- [WHAT YOU NEED TO DO]: Among the records below, find the lines that contain "when" and copy each of them.

- [DATA TO EXAMINE]:
□ □ □ □ □ □ □
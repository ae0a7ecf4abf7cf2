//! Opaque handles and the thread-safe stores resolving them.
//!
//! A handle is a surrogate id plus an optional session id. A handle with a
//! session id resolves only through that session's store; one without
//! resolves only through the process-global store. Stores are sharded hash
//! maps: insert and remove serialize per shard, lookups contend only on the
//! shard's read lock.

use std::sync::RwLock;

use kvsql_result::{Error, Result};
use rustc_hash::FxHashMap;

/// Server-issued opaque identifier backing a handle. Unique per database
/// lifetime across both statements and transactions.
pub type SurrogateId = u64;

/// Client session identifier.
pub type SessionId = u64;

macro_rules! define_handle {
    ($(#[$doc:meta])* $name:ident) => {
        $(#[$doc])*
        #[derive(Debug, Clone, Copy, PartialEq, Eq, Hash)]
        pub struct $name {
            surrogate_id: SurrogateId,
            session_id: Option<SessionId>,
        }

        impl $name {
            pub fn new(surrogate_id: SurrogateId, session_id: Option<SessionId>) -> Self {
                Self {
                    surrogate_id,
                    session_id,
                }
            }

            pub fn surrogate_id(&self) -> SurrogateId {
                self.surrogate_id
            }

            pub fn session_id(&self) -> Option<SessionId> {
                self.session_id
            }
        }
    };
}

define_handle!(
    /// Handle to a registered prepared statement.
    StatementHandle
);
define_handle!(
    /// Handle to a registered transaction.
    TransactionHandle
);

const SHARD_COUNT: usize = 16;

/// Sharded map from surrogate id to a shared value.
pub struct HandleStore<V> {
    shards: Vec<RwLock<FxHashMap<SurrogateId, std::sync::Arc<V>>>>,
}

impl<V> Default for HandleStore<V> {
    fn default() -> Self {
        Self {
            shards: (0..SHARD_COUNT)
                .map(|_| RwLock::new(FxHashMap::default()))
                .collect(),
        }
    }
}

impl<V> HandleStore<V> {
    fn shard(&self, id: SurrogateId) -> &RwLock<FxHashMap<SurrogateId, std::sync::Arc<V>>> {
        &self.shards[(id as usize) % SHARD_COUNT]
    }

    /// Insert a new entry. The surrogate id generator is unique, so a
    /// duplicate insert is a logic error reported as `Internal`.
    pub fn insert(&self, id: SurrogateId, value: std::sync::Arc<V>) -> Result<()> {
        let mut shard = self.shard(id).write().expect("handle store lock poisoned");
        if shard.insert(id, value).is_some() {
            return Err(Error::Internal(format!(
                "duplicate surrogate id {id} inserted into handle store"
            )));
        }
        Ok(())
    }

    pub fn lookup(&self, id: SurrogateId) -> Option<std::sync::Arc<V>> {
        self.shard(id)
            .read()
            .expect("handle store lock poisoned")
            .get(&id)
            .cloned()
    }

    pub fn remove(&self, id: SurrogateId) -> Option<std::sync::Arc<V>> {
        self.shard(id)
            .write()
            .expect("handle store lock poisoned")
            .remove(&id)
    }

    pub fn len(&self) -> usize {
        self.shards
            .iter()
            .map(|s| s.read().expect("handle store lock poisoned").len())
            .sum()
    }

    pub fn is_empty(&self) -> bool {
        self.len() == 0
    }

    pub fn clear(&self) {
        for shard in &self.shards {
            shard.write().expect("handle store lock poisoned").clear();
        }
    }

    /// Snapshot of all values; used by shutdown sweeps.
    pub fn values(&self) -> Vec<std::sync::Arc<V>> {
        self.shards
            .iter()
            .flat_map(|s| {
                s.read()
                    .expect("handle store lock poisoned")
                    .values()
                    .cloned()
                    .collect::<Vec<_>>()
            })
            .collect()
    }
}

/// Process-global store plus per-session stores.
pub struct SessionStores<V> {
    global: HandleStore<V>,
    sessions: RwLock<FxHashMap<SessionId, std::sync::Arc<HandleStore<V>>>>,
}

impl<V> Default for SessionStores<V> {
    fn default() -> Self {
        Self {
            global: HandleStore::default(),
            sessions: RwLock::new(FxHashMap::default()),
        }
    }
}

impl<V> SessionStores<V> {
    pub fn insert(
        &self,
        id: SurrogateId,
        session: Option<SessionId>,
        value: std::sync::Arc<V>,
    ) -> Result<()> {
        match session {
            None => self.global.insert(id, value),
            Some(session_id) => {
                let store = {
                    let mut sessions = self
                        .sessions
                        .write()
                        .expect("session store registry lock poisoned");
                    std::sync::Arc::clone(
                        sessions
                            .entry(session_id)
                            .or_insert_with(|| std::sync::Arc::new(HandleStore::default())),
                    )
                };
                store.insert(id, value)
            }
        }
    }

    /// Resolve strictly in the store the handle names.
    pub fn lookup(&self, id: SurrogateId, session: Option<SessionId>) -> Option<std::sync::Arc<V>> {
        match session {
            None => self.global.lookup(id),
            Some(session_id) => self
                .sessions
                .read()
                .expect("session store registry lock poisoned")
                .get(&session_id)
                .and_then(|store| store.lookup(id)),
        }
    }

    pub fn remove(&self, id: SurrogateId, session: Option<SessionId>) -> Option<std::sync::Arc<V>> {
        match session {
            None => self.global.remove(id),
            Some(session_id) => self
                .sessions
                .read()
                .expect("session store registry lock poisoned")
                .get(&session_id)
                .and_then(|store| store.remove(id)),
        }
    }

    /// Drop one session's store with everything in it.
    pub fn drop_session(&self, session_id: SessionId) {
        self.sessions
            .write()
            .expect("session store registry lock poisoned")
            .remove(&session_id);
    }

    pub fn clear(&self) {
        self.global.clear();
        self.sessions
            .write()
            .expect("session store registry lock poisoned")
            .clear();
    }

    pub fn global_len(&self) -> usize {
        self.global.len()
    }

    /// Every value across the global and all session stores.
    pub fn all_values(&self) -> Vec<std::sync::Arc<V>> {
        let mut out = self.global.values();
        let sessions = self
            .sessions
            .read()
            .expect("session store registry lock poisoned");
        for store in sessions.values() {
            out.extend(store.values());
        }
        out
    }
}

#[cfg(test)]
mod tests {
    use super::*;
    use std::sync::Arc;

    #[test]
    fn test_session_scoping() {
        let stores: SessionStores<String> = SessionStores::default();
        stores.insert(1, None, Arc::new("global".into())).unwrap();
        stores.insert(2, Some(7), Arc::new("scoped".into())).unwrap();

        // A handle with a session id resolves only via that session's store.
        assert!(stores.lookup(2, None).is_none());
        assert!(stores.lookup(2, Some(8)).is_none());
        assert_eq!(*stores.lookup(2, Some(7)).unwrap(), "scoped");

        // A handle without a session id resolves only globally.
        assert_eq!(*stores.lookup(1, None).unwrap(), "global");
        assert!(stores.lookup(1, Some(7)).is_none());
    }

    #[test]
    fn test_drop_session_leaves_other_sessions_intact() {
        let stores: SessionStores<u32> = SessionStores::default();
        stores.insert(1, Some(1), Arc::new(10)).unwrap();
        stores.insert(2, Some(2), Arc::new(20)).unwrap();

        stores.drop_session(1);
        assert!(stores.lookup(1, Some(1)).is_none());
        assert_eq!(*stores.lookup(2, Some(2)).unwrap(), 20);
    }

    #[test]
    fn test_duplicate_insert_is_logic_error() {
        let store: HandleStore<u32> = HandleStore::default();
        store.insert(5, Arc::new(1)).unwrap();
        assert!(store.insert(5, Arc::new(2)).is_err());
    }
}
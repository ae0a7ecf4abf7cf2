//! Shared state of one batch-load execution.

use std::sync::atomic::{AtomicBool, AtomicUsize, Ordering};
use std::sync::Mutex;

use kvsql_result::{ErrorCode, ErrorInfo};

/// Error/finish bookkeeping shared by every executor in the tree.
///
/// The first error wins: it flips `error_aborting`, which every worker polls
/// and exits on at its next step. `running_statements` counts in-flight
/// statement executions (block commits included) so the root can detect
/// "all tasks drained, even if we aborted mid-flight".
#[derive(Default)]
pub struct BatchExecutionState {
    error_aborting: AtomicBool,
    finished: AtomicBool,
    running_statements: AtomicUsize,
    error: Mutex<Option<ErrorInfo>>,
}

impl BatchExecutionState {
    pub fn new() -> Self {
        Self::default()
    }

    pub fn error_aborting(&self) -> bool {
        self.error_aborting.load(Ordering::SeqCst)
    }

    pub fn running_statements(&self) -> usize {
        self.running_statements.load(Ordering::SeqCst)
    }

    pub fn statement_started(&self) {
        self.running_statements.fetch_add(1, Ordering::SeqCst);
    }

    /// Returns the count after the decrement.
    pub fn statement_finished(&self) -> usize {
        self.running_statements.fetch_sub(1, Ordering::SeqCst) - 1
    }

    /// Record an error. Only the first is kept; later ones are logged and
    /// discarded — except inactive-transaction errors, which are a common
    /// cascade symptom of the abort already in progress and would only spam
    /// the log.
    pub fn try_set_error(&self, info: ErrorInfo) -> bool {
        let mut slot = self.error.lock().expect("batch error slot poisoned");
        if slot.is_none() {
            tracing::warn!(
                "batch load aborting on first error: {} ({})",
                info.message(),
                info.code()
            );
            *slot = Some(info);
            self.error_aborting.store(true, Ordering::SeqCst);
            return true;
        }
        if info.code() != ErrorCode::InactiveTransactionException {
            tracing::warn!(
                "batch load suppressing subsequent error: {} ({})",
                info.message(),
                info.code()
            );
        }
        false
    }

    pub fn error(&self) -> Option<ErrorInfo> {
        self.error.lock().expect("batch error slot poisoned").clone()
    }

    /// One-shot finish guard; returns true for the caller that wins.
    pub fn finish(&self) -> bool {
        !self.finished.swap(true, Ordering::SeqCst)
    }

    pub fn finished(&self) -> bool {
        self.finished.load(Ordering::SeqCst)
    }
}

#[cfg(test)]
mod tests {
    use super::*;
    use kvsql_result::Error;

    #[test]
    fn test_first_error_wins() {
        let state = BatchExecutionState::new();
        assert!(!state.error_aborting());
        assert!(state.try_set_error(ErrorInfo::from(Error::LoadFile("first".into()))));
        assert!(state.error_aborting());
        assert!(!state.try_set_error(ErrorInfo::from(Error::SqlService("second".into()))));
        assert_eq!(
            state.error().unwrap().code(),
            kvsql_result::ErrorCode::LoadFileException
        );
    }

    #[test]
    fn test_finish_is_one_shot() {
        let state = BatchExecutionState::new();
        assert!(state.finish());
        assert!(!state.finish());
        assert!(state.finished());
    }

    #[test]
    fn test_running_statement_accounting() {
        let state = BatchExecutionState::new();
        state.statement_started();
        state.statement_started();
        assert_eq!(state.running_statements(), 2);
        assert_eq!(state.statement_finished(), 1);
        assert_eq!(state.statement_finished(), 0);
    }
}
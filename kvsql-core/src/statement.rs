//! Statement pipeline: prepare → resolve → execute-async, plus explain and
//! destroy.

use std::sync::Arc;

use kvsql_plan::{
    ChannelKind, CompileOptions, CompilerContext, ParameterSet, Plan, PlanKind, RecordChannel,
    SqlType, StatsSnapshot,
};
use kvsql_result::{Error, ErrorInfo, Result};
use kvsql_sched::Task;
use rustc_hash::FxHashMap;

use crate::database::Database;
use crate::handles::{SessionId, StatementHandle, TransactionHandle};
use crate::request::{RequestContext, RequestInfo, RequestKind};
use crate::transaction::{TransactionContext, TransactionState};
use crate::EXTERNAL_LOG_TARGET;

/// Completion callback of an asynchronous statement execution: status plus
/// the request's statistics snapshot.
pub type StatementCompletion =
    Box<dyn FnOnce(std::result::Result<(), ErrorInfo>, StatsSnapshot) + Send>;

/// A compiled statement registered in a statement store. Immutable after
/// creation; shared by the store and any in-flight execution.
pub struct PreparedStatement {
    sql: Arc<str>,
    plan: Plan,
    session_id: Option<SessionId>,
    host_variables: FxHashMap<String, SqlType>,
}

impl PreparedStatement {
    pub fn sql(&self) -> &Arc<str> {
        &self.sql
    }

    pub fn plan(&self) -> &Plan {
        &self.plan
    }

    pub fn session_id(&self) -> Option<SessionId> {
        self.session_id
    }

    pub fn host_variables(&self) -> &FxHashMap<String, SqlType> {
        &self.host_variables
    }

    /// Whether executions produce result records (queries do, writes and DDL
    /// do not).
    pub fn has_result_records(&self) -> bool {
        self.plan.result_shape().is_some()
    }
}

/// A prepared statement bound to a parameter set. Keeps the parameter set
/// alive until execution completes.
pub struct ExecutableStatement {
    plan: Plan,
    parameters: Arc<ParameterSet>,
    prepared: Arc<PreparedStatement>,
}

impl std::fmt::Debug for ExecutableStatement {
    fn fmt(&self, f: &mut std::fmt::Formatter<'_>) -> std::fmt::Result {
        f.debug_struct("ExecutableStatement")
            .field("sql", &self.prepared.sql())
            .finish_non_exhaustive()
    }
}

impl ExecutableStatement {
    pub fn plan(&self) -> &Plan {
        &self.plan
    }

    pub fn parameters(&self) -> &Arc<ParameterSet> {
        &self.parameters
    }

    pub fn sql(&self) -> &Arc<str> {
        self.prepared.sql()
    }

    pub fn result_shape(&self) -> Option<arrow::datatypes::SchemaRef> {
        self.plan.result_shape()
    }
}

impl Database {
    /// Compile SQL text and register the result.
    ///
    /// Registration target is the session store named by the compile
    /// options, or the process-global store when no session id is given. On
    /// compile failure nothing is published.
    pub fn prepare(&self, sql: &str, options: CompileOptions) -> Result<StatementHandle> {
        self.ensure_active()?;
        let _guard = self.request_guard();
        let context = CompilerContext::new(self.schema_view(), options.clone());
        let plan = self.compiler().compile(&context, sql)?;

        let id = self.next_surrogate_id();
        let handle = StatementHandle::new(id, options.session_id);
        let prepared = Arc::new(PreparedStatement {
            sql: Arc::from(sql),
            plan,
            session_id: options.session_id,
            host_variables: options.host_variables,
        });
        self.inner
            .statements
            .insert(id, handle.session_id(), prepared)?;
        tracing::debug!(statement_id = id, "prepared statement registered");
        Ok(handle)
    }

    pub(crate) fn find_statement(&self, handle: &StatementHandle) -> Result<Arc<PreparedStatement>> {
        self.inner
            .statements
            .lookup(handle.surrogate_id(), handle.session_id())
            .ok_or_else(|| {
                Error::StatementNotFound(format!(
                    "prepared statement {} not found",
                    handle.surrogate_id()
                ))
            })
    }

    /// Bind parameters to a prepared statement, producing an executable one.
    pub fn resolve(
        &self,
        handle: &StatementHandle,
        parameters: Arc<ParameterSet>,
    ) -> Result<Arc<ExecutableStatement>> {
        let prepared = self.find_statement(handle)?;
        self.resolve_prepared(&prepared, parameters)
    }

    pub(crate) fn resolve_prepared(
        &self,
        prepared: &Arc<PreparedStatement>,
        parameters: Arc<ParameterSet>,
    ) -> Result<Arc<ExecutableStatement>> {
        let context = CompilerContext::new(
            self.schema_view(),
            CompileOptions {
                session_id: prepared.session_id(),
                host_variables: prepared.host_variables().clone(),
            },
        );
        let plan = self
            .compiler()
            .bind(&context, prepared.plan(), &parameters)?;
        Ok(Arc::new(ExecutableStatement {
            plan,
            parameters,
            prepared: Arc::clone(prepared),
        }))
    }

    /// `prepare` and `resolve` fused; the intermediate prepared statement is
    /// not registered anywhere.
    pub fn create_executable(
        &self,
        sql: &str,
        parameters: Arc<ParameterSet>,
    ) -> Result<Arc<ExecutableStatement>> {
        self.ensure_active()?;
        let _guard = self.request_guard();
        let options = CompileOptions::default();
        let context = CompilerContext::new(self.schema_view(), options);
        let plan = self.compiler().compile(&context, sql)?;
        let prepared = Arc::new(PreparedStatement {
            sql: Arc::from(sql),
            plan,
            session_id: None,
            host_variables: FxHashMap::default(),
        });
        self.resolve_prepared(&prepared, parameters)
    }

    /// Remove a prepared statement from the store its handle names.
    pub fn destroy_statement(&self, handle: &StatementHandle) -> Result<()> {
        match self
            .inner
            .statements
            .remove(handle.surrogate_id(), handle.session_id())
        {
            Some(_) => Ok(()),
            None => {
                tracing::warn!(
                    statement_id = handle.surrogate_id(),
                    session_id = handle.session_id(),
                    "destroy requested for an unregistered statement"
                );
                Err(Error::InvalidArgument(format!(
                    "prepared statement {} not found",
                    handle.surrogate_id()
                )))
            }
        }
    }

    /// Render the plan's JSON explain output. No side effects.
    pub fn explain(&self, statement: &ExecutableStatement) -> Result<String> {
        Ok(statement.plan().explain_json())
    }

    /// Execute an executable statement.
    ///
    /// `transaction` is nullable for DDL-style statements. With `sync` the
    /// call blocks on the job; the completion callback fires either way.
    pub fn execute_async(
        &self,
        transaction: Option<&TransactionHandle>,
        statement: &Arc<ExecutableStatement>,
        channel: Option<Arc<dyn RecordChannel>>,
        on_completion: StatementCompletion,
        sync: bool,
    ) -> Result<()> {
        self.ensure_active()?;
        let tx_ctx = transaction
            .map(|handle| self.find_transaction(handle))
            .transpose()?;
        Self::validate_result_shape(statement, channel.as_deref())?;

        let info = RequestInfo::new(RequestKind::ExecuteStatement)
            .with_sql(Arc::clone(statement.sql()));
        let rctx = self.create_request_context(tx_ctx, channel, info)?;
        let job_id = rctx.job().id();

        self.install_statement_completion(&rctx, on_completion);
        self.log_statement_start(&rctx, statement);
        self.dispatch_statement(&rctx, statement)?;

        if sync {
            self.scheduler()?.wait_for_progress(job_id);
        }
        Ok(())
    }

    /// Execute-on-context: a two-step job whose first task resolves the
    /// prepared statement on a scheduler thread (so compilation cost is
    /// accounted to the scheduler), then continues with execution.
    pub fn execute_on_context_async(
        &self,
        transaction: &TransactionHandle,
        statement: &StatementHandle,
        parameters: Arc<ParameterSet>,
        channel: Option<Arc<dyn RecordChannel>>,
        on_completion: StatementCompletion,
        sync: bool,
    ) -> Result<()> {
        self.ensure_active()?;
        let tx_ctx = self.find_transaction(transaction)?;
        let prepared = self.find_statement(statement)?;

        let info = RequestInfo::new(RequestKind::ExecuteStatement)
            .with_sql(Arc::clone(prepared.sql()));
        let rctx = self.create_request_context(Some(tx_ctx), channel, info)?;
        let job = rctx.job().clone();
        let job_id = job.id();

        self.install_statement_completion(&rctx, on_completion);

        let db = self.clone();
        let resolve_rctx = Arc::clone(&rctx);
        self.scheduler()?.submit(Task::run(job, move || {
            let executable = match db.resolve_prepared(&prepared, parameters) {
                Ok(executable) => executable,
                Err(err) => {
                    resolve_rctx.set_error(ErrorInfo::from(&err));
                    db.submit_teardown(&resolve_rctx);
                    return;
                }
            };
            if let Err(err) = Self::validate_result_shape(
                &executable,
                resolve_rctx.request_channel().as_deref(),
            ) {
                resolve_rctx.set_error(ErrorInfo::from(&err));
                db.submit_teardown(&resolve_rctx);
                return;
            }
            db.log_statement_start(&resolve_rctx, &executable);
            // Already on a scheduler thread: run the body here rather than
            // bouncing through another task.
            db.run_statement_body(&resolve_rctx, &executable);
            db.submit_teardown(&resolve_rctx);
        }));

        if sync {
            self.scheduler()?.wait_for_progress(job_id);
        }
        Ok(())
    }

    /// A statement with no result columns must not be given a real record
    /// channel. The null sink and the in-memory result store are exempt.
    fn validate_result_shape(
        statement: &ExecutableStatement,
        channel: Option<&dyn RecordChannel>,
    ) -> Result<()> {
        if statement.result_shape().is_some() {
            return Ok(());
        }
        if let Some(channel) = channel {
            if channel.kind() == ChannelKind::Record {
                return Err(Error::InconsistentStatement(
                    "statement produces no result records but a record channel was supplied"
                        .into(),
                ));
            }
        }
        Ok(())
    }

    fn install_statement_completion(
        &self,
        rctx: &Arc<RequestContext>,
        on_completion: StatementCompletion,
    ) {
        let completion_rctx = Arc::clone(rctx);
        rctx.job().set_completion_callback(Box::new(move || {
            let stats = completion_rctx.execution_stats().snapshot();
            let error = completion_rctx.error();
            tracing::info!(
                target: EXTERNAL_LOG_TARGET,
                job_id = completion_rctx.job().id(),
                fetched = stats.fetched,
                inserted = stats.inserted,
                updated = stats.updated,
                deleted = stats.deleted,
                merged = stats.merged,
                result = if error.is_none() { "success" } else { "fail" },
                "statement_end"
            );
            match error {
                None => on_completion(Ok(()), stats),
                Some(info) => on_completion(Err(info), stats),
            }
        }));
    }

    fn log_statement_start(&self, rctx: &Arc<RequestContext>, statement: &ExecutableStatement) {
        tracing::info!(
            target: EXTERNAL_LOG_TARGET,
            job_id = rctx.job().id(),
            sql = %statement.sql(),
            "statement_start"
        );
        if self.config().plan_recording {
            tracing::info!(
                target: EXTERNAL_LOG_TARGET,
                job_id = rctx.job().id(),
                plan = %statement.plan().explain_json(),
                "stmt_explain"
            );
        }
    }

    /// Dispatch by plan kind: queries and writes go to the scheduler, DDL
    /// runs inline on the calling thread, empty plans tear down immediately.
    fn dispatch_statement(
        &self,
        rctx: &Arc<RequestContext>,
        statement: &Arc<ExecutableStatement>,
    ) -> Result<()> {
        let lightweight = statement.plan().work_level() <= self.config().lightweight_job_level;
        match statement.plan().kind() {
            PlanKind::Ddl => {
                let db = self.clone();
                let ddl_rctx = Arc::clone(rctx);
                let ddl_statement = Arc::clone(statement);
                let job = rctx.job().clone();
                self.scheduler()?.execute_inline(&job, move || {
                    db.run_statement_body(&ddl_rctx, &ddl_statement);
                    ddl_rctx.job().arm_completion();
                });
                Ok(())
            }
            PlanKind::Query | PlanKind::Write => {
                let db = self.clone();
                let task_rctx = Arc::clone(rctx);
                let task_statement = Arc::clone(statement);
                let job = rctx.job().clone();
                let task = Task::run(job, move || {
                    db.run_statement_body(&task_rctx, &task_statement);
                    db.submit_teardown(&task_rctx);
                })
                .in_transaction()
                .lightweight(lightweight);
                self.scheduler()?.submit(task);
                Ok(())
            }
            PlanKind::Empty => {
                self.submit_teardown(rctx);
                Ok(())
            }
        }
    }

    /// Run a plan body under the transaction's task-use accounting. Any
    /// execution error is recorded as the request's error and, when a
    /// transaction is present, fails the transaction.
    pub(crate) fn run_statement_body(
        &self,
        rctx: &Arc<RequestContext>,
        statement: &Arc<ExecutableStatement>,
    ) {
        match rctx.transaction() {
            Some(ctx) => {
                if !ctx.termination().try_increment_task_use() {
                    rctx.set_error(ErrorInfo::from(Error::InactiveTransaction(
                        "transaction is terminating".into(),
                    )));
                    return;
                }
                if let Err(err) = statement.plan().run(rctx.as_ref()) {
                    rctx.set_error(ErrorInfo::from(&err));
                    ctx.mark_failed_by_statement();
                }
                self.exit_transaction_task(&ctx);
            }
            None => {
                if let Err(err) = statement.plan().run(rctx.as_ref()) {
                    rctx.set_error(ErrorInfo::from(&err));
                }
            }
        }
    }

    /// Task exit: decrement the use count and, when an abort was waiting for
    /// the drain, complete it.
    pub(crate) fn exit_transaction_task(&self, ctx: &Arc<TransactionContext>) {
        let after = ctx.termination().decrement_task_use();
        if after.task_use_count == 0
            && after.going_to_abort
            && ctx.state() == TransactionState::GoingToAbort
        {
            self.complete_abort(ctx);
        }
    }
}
□ □ □ □ □ □ □
- [COMPLETED TASK]:
    /// options, or the process-global store when no session id is given. On
    /// execution error is recorded as the request's error and, when a
    /// Task exit: decrement the use count and, when an abort was waiting for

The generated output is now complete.